» **What you will do**
State, as a number alone, how many lines of the entries contain the word "POLLOUT".

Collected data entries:
----------
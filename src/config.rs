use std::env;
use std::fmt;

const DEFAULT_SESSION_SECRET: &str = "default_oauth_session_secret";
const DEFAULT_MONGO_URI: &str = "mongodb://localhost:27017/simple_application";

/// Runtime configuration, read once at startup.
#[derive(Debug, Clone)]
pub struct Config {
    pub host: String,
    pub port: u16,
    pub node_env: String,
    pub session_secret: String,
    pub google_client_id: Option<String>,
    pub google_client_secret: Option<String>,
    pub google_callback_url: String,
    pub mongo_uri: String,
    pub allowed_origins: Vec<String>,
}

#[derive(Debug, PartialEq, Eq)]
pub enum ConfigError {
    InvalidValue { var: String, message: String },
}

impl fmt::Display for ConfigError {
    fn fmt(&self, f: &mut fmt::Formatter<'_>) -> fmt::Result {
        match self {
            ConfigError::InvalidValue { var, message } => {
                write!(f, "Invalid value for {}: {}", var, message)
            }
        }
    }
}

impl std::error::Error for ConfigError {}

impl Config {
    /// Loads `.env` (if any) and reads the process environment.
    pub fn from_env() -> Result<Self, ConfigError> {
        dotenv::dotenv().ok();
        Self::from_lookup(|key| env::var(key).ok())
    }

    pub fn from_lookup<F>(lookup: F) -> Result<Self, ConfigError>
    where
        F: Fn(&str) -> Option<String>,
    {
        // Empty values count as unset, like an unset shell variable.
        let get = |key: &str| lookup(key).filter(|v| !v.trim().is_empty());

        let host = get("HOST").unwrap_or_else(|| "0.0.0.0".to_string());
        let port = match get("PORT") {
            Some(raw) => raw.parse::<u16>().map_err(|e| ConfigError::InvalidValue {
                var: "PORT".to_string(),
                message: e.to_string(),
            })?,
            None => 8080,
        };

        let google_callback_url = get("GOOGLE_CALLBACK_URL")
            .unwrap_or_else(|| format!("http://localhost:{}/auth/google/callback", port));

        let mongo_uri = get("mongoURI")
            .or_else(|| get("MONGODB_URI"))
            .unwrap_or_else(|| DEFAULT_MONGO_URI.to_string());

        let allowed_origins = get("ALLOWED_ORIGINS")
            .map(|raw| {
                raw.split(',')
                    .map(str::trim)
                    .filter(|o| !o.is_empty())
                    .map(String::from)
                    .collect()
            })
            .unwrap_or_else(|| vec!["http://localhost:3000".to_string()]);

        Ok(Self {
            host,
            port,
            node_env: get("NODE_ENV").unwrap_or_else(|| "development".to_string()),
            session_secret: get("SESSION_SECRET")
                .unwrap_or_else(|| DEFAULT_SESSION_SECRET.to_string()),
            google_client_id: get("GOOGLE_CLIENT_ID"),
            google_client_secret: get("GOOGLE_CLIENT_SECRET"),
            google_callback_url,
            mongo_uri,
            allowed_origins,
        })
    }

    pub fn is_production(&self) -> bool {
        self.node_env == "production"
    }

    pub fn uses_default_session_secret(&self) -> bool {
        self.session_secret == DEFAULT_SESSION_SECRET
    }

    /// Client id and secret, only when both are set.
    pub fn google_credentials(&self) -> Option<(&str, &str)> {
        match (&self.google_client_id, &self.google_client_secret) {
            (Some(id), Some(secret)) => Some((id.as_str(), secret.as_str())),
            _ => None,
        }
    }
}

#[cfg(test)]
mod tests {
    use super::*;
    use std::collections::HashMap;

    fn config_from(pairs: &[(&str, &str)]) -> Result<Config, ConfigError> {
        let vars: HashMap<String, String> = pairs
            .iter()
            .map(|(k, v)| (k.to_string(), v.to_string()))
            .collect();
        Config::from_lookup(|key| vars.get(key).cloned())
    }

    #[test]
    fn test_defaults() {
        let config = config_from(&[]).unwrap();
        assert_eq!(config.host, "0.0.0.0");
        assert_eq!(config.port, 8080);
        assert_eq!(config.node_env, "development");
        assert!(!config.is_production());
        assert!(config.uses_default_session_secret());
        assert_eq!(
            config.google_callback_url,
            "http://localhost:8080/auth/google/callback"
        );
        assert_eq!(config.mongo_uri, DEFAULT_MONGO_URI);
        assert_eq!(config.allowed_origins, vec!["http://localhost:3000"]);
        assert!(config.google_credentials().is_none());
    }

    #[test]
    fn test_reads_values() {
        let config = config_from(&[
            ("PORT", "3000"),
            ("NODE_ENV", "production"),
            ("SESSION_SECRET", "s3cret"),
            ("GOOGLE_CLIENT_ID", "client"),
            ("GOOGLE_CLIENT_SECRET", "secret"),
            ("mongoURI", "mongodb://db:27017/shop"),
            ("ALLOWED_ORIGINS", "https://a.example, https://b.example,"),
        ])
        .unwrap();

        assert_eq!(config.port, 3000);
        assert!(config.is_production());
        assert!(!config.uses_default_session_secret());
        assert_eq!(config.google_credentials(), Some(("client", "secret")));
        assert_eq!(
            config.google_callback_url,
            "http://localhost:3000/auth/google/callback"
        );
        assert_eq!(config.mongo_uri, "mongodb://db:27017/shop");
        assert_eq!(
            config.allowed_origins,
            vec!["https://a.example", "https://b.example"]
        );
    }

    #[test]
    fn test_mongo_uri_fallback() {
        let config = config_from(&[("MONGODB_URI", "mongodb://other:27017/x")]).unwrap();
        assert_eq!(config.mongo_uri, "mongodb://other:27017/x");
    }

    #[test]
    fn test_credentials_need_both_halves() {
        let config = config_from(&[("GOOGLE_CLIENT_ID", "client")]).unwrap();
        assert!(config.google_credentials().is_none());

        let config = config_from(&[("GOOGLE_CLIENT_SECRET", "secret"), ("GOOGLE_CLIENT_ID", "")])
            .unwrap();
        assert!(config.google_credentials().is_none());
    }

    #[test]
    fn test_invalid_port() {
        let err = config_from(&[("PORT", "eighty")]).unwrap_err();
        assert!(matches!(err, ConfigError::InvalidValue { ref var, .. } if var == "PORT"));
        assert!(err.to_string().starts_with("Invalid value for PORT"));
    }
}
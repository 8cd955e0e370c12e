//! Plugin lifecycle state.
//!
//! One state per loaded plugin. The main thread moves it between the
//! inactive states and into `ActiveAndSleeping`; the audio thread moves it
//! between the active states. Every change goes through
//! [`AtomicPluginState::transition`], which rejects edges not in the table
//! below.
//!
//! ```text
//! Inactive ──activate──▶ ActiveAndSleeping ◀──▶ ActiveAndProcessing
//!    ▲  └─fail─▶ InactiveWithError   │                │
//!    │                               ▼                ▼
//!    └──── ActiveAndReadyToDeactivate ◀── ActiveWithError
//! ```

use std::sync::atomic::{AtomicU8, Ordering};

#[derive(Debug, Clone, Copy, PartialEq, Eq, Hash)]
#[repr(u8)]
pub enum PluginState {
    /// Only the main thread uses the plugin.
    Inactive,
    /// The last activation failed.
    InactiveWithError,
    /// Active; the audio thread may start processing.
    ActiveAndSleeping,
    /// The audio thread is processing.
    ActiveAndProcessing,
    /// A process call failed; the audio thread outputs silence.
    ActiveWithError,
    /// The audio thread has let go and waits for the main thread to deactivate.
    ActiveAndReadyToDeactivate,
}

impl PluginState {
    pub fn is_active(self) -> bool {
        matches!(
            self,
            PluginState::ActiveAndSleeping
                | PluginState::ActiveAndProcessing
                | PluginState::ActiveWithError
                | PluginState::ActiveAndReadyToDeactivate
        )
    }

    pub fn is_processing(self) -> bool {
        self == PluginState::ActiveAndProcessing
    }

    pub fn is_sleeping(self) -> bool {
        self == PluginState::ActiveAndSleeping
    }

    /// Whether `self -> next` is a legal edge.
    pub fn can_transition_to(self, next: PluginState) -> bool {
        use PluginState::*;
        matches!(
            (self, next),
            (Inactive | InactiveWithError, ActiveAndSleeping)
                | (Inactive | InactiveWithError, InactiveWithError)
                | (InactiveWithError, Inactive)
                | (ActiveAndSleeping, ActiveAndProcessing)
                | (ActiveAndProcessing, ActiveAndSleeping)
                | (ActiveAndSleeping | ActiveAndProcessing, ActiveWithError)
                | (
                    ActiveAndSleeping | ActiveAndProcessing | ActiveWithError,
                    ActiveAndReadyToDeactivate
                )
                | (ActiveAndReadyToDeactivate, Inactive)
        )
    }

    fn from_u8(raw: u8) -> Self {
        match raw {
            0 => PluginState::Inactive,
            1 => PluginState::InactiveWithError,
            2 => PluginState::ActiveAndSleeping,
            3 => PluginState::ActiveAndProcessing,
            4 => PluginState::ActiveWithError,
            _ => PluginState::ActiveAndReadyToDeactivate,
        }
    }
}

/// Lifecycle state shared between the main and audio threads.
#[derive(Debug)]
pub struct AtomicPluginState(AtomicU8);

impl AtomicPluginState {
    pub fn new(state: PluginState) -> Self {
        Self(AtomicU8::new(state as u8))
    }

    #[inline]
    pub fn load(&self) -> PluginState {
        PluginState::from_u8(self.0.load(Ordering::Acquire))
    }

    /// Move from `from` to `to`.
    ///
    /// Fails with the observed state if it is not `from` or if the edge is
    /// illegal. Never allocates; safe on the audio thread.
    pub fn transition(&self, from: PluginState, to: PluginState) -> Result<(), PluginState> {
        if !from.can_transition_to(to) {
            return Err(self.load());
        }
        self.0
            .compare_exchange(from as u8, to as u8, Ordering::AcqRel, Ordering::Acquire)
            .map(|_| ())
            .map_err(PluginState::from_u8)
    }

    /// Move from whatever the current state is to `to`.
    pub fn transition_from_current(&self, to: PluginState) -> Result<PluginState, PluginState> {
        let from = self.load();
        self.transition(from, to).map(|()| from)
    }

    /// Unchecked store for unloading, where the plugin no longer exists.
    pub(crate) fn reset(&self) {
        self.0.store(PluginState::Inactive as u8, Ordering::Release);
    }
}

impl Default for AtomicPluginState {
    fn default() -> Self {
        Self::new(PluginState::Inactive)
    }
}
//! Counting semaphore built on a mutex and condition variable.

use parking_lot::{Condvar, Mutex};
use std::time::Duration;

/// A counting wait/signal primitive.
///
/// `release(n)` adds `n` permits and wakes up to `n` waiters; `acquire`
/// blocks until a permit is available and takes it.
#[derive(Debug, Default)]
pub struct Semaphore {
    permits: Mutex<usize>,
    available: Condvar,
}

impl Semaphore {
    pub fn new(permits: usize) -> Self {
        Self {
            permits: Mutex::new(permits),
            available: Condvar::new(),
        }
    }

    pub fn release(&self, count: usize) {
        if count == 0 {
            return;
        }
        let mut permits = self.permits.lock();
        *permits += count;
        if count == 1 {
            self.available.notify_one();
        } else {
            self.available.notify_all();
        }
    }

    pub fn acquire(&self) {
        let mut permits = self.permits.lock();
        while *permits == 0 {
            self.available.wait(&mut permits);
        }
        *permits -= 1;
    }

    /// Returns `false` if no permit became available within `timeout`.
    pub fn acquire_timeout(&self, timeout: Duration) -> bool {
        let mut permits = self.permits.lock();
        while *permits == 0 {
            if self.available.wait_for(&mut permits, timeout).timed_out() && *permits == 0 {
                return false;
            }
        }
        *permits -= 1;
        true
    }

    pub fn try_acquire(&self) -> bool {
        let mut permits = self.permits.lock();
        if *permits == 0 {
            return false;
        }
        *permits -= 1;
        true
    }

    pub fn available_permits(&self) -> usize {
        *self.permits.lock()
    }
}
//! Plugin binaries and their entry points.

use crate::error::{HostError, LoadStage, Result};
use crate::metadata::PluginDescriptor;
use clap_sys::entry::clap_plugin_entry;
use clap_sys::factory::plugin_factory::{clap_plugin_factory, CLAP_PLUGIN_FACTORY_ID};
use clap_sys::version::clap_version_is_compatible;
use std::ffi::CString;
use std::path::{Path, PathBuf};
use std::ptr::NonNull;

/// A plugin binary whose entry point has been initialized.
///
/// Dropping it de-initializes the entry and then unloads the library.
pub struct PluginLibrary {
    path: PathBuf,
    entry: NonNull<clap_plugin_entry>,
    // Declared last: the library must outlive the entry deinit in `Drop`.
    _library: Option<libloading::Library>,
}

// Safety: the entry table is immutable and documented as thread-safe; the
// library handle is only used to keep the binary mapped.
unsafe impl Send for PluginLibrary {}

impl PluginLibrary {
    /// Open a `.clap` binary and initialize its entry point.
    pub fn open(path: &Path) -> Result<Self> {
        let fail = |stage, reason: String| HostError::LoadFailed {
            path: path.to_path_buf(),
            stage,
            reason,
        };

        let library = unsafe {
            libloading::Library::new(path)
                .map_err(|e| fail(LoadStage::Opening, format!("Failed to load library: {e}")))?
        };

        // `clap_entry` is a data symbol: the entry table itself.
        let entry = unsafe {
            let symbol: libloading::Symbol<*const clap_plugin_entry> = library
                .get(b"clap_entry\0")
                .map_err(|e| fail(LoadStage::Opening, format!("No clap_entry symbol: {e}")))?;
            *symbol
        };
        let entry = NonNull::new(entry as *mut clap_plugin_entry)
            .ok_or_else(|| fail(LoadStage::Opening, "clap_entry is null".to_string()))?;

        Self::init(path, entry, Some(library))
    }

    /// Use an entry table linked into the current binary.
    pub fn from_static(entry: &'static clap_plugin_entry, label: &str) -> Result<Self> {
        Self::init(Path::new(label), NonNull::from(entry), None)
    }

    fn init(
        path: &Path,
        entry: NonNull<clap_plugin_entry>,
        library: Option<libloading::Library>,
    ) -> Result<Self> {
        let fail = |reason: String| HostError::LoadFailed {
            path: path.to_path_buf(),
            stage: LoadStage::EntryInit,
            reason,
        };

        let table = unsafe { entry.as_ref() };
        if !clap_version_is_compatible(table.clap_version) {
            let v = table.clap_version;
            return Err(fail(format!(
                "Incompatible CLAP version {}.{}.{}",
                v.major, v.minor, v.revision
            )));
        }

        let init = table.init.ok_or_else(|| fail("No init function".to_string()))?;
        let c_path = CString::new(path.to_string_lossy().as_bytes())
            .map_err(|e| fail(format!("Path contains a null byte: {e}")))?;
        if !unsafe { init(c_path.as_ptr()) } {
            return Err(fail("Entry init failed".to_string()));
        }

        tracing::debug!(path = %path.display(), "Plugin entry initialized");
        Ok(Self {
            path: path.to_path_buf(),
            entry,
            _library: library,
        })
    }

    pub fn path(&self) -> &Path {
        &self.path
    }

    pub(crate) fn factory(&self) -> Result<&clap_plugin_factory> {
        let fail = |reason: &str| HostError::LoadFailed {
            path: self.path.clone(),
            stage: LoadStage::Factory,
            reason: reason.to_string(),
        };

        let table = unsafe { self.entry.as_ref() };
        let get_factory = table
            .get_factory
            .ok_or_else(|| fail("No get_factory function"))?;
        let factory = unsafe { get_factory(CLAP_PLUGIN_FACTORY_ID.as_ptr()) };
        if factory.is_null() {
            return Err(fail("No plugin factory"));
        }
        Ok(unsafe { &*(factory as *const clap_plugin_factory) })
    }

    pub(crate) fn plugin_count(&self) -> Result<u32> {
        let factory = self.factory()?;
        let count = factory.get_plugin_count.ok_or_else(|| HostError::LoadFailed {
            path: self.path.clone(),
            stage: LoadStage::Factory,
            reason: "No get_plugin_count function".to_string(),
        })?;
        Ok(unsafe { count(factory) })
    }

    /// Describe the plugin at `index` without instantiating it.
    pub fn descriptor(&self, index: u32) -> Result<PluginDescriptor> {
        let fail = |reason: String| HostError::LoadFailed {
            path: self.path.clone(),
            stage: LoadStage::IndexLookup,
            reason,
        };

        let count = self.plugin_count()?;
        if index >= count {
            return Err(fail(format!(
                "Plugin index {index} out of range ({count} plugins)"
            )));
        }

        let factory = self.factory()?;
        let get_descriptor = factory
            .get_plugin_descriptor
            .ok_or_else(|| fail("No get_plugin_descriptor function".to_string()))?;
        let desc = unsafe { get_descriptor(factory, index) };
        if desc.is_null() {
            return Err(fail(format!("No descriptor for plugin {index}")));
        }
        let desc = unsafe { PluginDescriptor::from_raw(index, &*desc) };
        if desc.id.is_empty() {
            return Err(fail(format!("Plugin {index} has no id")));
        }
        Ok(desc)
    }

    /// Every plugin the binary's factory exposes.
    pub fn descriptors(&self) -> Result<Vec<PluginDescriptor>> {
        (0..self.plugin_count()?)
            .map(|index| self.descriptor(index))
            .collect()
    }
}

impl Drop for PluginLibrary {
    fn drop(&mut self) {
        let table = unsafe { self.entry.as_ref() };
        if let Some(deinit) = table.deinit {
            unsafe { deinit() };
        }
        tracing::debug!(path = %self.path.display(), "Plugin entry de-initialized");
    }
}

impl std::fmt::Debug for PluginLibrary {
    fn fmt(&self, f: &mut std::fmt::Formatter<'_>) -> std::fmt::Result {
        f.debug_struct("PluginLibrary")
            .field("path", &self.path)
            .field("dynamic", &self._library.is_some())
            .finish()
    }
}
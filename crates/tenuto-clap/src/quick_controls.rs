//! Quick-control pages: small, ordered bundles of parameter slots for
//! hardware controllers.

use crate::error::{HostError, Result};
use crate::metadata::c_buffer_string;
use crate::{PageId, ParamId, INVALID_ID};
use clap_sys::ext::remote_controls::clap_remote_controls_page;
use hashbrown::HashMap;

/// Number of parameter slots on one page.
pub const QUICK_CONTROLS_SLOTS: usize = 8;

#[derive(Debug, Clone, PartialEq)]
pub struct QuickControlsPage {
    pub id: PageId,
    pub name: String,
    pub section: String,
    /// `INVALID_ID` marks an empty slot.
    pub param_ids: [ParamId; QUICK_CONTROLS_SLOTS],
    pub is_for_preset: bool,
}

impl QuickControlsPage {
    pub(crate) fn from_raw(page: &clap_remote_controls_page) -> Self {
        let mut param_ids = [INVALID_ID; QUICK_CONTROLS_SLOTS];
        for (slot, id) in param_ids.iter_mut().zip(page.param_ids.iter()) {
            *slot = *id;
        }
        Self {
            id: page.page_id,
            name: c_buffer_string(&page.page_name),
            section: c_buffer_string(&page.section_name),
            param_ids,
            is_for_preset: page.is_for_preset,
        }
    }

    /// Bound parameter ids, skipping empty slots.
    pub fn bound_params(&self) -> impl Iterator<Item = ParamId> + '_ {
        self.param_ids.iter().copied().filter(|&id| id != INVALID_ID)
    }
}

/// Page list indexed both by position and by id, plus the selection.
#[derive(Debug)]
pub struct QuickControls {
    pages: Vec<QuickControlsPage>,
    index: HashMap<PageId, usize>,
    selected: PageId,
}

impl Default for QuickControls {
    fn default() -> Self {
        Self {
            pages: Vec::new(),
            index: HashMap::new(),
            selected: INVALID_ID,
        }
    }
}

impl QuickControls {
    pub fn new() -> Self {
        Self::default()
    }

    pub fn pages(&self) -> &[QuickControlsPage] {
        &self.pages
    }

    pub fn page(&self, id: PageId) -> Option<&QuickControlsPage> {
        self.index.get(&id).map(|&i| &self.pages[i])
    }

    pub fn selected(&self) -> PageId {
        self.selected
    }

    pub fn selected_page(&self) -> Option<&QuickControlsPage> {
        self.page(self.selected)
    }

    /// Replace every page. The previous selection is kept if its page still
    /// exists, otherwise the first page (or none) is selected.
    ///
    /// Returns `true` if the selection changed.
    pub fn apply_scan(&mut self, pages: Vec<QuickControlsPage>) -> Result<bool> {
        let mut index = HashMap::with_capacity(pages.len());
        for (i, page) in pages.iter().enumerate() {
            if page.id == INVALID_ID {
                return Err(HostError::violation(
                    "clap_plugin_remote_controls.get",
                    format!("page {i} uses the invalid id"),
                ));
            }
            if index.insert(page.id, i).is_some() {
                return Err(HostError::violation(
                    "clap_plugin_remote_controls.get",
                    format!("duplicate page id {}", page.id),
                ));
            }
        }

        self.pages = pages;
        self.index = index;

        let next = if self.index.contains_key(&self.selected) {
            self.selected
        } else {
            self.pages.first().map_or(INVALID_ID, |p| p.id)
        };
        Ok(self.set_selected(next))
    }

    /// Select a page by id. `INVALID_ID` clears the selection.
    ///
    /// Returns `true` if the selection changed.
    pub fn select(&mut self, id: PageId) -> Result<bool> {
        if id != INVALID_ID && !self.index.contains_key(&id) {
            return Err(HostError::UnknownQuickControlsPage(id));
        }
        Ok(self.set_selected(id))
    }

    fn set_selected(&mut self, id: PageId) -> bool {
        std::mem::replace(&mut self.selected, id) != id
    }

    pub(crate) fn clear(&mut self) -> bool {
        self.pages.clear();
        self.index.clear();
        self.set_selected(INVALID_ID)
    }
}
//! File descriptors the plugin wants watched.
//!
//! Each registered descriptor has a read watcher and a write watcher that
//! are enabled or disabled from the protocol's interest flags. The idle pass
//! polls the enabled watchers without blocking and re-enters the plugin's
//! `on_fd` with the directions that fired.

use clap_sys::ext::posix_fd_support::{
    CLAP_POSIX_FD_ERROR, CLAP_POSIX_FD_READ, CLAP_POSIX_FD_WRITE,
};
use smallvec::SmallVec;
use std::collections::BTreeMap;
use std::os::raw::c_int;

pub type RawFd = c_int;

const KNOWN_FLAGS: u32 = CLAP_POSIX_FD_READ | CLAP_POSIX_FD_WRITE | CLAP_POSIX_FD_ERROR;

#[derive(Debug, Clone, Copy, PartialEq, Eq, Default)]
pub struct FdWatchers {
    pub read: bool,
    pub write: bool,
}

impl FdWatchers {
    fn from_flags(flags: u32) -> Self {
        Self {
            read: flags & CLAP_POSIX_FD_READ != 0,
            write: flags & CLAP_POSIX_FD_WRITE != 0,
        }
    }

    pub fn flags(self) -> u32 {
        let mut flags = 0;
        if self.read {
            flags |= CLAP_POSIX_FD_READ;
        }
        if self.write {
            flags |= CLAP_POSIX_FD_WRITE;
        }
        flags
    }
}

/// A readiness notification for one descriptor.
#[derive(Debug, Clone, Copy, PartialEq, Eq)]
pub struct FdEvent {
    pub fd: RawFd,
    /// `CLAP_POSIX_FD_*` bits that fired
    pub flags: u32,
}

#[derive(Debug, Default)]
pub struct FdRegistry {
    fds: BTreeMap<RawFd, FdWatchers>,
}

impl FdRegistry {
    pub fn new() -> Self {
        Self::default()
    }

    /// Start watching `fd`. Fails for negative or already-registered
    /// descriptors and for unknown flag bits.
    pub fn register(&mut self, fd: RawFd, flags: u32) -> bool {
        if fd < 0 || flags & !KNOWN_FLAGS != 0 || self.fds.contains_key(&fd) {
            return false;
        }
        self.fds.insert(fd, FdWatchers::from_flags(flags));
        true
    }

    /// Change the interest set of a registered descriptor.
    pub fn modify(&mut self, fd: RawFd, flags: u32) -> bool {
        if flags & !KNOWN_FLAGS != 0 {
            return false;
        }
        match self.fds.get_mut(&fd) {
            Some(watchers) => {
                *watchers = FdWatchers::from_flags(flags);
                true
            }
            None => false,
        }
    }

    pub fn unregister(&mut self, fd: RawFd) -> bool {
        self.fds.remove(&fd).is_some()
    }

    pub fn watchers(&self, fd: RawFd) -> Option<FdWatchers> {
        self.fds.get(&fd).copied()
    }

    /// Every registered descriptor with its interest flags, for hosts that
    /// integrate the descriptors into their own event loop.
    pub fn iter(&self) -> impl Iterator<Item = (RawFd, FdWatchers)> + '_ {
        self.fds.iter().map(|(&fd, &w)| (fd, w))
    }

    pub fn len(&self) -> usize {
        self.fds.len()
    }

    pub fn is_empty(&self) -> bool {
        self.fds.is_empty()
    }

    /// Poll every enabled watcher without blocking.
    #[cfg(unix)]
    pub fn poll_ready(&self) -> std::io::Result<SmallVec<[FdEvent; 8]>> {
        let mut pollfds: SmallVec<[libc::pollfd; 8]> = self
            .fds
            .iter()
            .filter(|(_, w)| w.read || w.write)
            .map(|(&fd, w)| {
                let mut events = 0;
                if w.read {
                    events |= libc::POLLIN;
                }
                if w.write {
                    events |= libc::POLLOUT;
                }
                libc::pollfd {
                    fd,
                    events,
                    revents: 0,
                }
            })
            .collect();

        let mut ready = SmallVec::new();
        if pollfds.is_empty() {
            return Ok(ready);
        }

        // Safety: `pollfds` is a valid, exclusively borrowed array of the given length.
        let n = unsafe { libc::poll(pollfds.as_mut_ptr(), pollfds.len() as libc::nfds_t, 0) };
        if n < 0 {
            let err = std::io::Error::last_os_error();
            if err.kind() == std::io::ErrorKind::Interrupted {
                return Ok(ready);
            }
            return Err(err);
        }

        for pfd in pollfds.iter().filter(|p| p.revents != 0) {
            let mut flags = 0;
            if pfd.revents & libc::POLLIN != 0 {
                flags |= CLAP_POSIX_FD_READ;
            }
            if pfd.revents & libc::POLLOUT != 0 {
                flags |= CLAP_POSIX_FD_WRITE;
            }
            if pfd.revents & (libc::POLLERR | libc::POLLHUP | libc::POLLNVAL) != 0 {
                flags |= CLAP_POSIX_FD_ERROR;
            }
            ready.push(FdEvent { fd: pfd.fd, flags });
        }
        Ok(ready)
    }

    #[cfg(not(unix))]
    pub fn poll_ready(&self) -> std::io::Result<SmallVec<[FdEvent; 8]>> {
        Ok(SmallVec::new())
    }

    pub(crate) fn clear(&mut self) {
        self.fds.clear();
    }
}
----------
» **Result for this exercise**
2